Após reprovar por várias vezes na prova prática de direção no Departamento de Trânsito de Mato Grosso do Sul (Detran-MS), Rosemeire da Silva Moreira aceitou pagar R$ 1.700,00 para seu instrutor da autoescola “dar um jeito” para passá-la.
Para isso, Vanilda Gama Rodrigues foi contratada por R$ 400 para fazer a prova prática no lugar de Rosemeire e foi descoberta por policiais civis, que atuam dentro do Detran e já investigavam uma suposta quadrilha que atua neste ramo.
Segundo o delegado Valmi Messias de Moura Fé, responsável pela Dedfaz (Delegacia Especializada de Repressão aos Crimes de Defraudações), o crime foi descoberto após Vanilda fazer a prova da baliza e partir para a prova do percurso.
“A Rosemeire chegou a fazer a prova escrita e psicológica, aí para a prática aceitou a sugestão do instrutor de passar sem precisar fazer a prova. Ela alegou que não sabia como ele iria dar esse jeito e só foi descobrir depois que a farsante Vanilda foi presa em flagrante e confessou o crime”, afirmou Moura Fé.
A autoescola Globo, do bairro Coronel Antonino, na qual trabalhava o instrutor Francisco Osmildo Bezerra, que ofereceu o esquema, também foi autuada. “Porém Francisco disse que agiu sozinho e que a autoescola não sabia de nada. Ele contou com a ajuda do Roberto de Oliveira Souza, que achou a Vanilda e fez o intermédio”.

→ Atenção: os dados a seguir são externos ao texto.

//! Recipe API views
//!
//! Every lookup goes through the caller's id, so a recipe, tag or
//! ingredient belonging to another user answers 404 exactly like a missing
//! one. Writes run in a single transaction; stored image files are cleaned
//! up after the database has been updated.
//!
//! Recipe writes accept JSON, url-encoded and multipart bodies.

use std::collections::HashMap;

use reinhardt::db::orm::TransactionExecutor;
use reinhardt::{Request, Response};
use serde_json::Value;
use validator::Validate;

use crate::apps::recipes::images::{upload_key, validate_image};
use crate::apps::recipes::models::{self, Ingredient, Label, Recipe, RecipeFilter, Tag};
use crate::apps::recipes::serializers::{
	LabelRef, LabelResponse, LabelUpdateRequest, RecipeDetail, RecipeImageResponse, RecipeInput,
	RecipeSummary,
};
use crate::config::state::AppState;
use crate::core::exception::{Error, Result, ValidationErrors};
use crate::core::request::RequestExt;

const RECIPE: &str = "Recipe";

/// Keys that repeat in form bodies
const LIST_FIELDS: &[&str] = &[Tag::FIELD_NAME, Ingredient::FIELD_NAME];

/// Comma separated ids from a query parameter; `None` when absent or empty
fn parse_id_list(request: &Request, name: &str) -> Result<Option<Vec<i64>>> {
	let Some(raw) = request.query_param(name) else {
		return Ok(None);
	};

	let mut ids = Vec::new();
	for part in raw.split(',').map(str::trim).filter(|part| !part.is_empty()) {
		let id = part
			.parse::<i64>()
			.map_err(|_| Error::field(name, format!("\"{}\" is not a valid id.", part)))?;
		ids.push(id);
	}
	Ok((!ids.is_empty()).then_some(ids))
}

fn image_url(state: &AppState, recipe: &Recipe) -> Option<String> {
	recipe.image().as_deref().map(|key| state.storage.url(key))
}

async fn recipe_detail(state: &AppState, recipe: &Recipe) -> Result<RecipeDetail> {
	let tags = models::labels_for_recipe::<Tag>(&state.db, recipe.id()).await?;
	let ingredients = models::labels_for_recipe::<Ingredient>(&state.db, recipe.id()).await?;
	Ok(RecipeDetail::new(
		recipe,
		image_url(state, recipe),
		&tags,
		&ingredients,
	))
}

/// Resolves references to label ids, creating named labels that are missing
///
/// Unknown or foreign ids are recorded in `errors` under the field name.
async fn resolve_labels<L: Label>(
	tx: &mut dyn TransactionExecutor,
	owner: i64,
	refs: &[LabelRef],
	errors: &mut ValidationErrors,
) -> Result<Vec<i64>> {
	let mut ids = Vec::with_capacity(refs.len());
	for label_ref in refs {
		let id = match label_ref {
			LabelRef::Id(id) => match models::find_label::<L>(&mut *tx, owner, *id).await? {
				Some(label) => label.label_id(),
				None => {
					errors.add(
						L::FIELD_NAME,
						format!("Invalid pk \"{}\" - object does not exist.", id),
					);
					continue;
				}
			},
			LabelRef::Named(name) => models::get_or_create_label::<L>(&mut *tx, owner, name)
				.await?
				.label_id(),
		};
		if !ids.contains(&id) {
			ids.push(id);
		}
	}
	Ok(ids)
}

/// Replaces the associations that were supplied; `None` lists are untouched
async fn write_labels(
	tx: &mut dyn TransactionExecutor,
	owner: i64,
	recipe_id: i64,
	tags: Option<&[LabelRef]>,
	ingredients: Option<&[LabelRef]>,
) -> Result<()> {
	let mut errors = ValidationErrors::new();
	let tag_ids = match tags {
		Some(refs) => Some(resolve_labels::<Tag>(&mut *tx, owner, refs, &mut errors).await?),
		None => None,
	};
	let ingredient_ids = match ingredients {
		Some(refs) => Some(resolve_labels::<Ingredient>(&mut *tx, owner, refs, &mut errors).await?),
		None => None,
	};
	errors.into_result()?;

	if let Some(ids) = tag_ids {
		models::set_recipe_labels::<Tag>(&mut *tx, recipe_id, &ids).await?;
	}
	if let Some(ids) = ingredient_ids {
		models::set_recipe_labels::<Ingredient>(&mut *tx, recipe_id, &ids).await?;
	}
	Ok(())
}

/// Removes a stored file; failures are only logged
async fn discard_image(state: &AppState, key: &str) {
	if let Err(e) = state.storage.delete(key).await {
		tracing::warn!(key, error = %e, "failed to remove stored image");
	}
}

/// `GET /api/recipe/recipes/`
pub async fn list_recipes(state: AppState, request: Request) -> Result<Response> {
	let owner = request.user_id()?;
	let filter = RecipeFilter {
		tags: parse_id_list(&request, Tag::FIELD_NAME)?,
		ingredients: parse_id_list(&request, Ingredient::FIELD_NAME)?,
	};

	let recipes = Recipe::list(&state.db, owner, &filter).await?;
	let recipe_ids: Vec<i64> = recipes.iter().map(Recipe::id).collect();
	let mut tags = models::label_ids_for_recipes::<Tag>(&state.db, &recipe_ids).await?;
	let mut ingredients =
		models::label_ids_for_recipes::<Ingredient>(&state.db, &recipe_ids).await?;

	let take = |map: &mut HashMap<i64, Vec<i64>>, id: i64| map.remove(&id).unwrap_or_default();
	let summaries: Vec<RecipeSummary> = recipes
		.iter()
		.map(|recipe| {
			RecipeSummary::new(
				recipe,
				take(&mut tags, recipe.id()),
				take(&mut ingredients, recipe.id()),
			)
		})
		.collect();

	Ok(Response::ok().with_json(&summaries)?)
}

/// `POST /api/recipe/recipes/`
pub async fn create_recipe(state: AppState, request: Request) -> Result<Response> {
	let owner = request.user_id()?;
	let data = request.parse_data().await?.into_object(LIST_FIELDS)?;
	let (fields, tags, ingredients) = RecipeInput::validate(&data, false)?
		.into_new_recipe()
		.ok_or_else(|| Error::Internal("validated recipe is missing required fields".into()))?;

	let mut tx = state.db.begin().await?;
	let recipe = Recipe::create(tx.as_mut(), owner, &fields).await?;
	write_labels(
		tx.as_mut(),
		owner,
		recipe.id(),
		Some(&tags),
		Some(&ingredients),
	)
	.await?;
	tx.commit().await?;

	tracing::info!(recipe_id = recipe.id(), user_id = owner, "recipe created");
	let detail = recipe_detail(&state, &recipe).await?;
	Ok(Response::created().with_json(&detail)?)
}

/// `GET /api/recipe/recipes/{id}/`
pub async fn retrieve_recipe(state: AppState, request: Request) -> Result<Response> {
	let owner = request.user_id()?;
	let id: i64 = request.path_param("id")?;

	let recipe = Recipe::get(&state.db, owner, id)
		.await?
		.ok_or(Error::NotFound(RECIPE))?;
	let detail = recipe_detail(&state, &recipe).await?;

	Ok(Response::ok().with_json(&detail)?)
}

/// `PUT /api/recipe/recipes/{id}/`
pub async fn update_recipe(state: AppState, request: Request) -> Result<Response> {
	save_recipe(state, request, false).await
}

/// `PATCH /api/recipe/recipes/{id}/`
pub async fn partial_update_recipe(state: AppState, request: Request) -> Result<Response> {
	save_recipe(state, request, true).await
}

async fn save_recipe(state: AppState, request: Request, partial: bool) -> Result<Response> {
	let owner = request.user_id()?;
	let id: i64 = request.path_param("id")?;

	let mut tx = state.db.begin().await?;
	let mut recipe = Recipe::find(tx.as_mut(), owner, id)
		.await?
		.ok_or(Error::NotFound(RECIPE))?;

	let data = request.parse_data().await?.into_object(LIST_FIELDS)?;
	let input = RecipeInput::validate(&data, partial)?;

	input.apply_to(&mut recipe);
	recipe.save(tx.as_mut()).await?;
	write_labels(
		tx.as_mut(),
		owner,
		recipe.id(),
		input.tags.as_deref(),
		input.ingredients.as_deref(),
	)
	.await?;
	tx.commit().await?;

	let detail = recipe_detail(&state, &recipe).await?;
	Ok(Response::ok().with_json(&detail)?)
}

/// `DELETE /api/recipe/recipes/{id}/`
pub async fn destroy_recipe(state: AppState, request: Request) -> Result<Response> {
	let owner = request.user_id()?;
	let id: i64 = request.path_param("id")?;

	let recipe = Recipe::delete(&state.db, owner, id)
		.await?
		.ok_or(Error::NotFound(RECIPE))?;
	if let Some(key) = recipe.image() {
		discard_image(&state, key).await;
	}

	tracing::info!(recipe_id = id, user_id = owner, "recipe deleted");
	Ok(Response::no_content())
}

/// `POST /api/recipe/recipes/{id}/upload-image/`
///
/// Expects the file in the `image` part of a multipart body. A previous
/// image is removed once the new one is recorded.
pub async fn upload_image(state: AppState, request: Request) -> Result<Response> {
	let owner = request.user_id()?;
	let id: i64 = request.path_param("id")?;

	let mut recipe = Recipe::get(&state.db, owner, id)
		.await?
		.ok_or(Error::NotFound(RECIPE))?;

	let data = request.parse_data().await?;
	let file = match data.file("image") {
		Some(file) => file,
		None if data.has_value("image") => {
			return Err(Error::field(
				"image",
				"The submitted data was not a file. Check the encoding type on the form.",
			));
		}
		None => return Err(Error::field("image", "No file was submitted.")),
	};
	let format = validate_image(&file.data)?;

	let key = upload_key(format);
	state.storage.save(&key, &file.data).await?;

	let previous = recipe.image().clone();
	if let Err(e) = recipe.store_image(&state.db, Some(key.clone())).await {
		discard_image(&state, &key).await;
		return Err(e);
	}
	if let Some(previous) = previous {
		discard_image(&state, &previous).await;
	}

	tracing::info!(recipe_id = id, key = %key, "recipe image stored");
	Ok(Response::ok().with_json(&RecipeImageResponse {
		id: recipe.id(),
		image: image_url(&state, &recipe),
	})?)
}

fn parse_assigned_only(request: &Request) -> Result<bool> {
	match request.query_param("assigned_only").as_deref().map(str::trim) {
		None | Some("") | Some("0") | Some("false") => Ok(false),
		Some("1") | Some("true") => Ok(true),
		Some(_) => Err(Error::field("assigned_only", "Must be 0 or 1.")),
	}
}

/// `GET /api/recipe/tags/` and `GET /api/recipe/ingredients/`
pub async fn list_labels<L: Label>(state: AppState, request: Request) -> Result<Response> {
	let owner = request.user_id()?;
	let assigned_only = parse_assigned_only(&request)?;

	let labels = models::list_labels::<L>(&state.db, owner, assigned_only).await?;
	let body: Vec<LabelResponse> = labels.iter().map(LabelResponse::new).collect();
	Ok(Response::ok().with_json(&body)?)
}

/// `PUT` on a tag or ingredient
pub async fn update_label<L: Label>(state: AppState, request: Request) -> Result<Response> {
	save_label::<L>(state, request, false).await
}

/// `PATCH` on a tag or ingredient
pub async fn partial_update_label<L: Label>(state: AppState, request: Request) -> Result<Response> {
	save_label::<L>(state, request, true).await
}

async fn save_label<L: Label>(state: AppState, request: Request, partial: bool) -> Result<Response> {
	let owner = request.user_id()?;
	let id: i64 = request.path_param("id")?;
	let not_found = || Error::NotFound(L::MODEL_NAME);

	let current = models::get_label::<L>(&state.db, owner, id)
		.await?
		.ok_or_else(not_found)?;

	let data = request.parse_data().await?.into_object(&[])?;
	let payload: LabelUpdateRequest = serde_json::from_value(Value::Object(data))?;
	payload.validate()?;
	let name = match payload.name.as_deref().map(str::trim) {
		Some("") => return Err(Error::field("name", "This field may not be blank.")),
		Some(name) => name.to_string(),
		None if partial => return Ok(Response::ok().with_json(&LabelResponse::new(&current))?),
		None => return Err(Error::field("name", "This field is required.")),
	};

	let label = models::rename_label::<L>(&state.db, owner, id, &name)
		.await?
		.ok_or_else(not_found)?;
	Ok(Response::ok().with_json(&LabelResponse::new(&label))?)
}

/// `DELETE` on a tag or ingredient
pub async fn destroy_label<L: Label>(state: AppState, request: Request) -> Result<Response> {
	let owner = request.user_id()?;
	let id: i64 = request.path_param("id")?;

	if !models::delete_label::<L>(&state.db, owner, id).await? {
		return Err(Error::NotFound(L::MODEL_NAME));
	}
	Ok(Response::no_content())
}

Os três foram presos na Defaz e deverão ser transferidos para os presídios ainda nesta quinta-feira (12/09/2013). Rosemeire não está presa, mas vai responder na Justiça junto com os três comparsas por crime de falsidade ideológica, que pode resultar em até três anos de prisão.
“Agora a Polícia Civil vai continuar a investigar o caso e confirmar se outras pessoas conseguiram se passar pelos reais alunos das provas”, concluiu o delegado. Eles também podem responder pelo crime de falsificação de documento oficial.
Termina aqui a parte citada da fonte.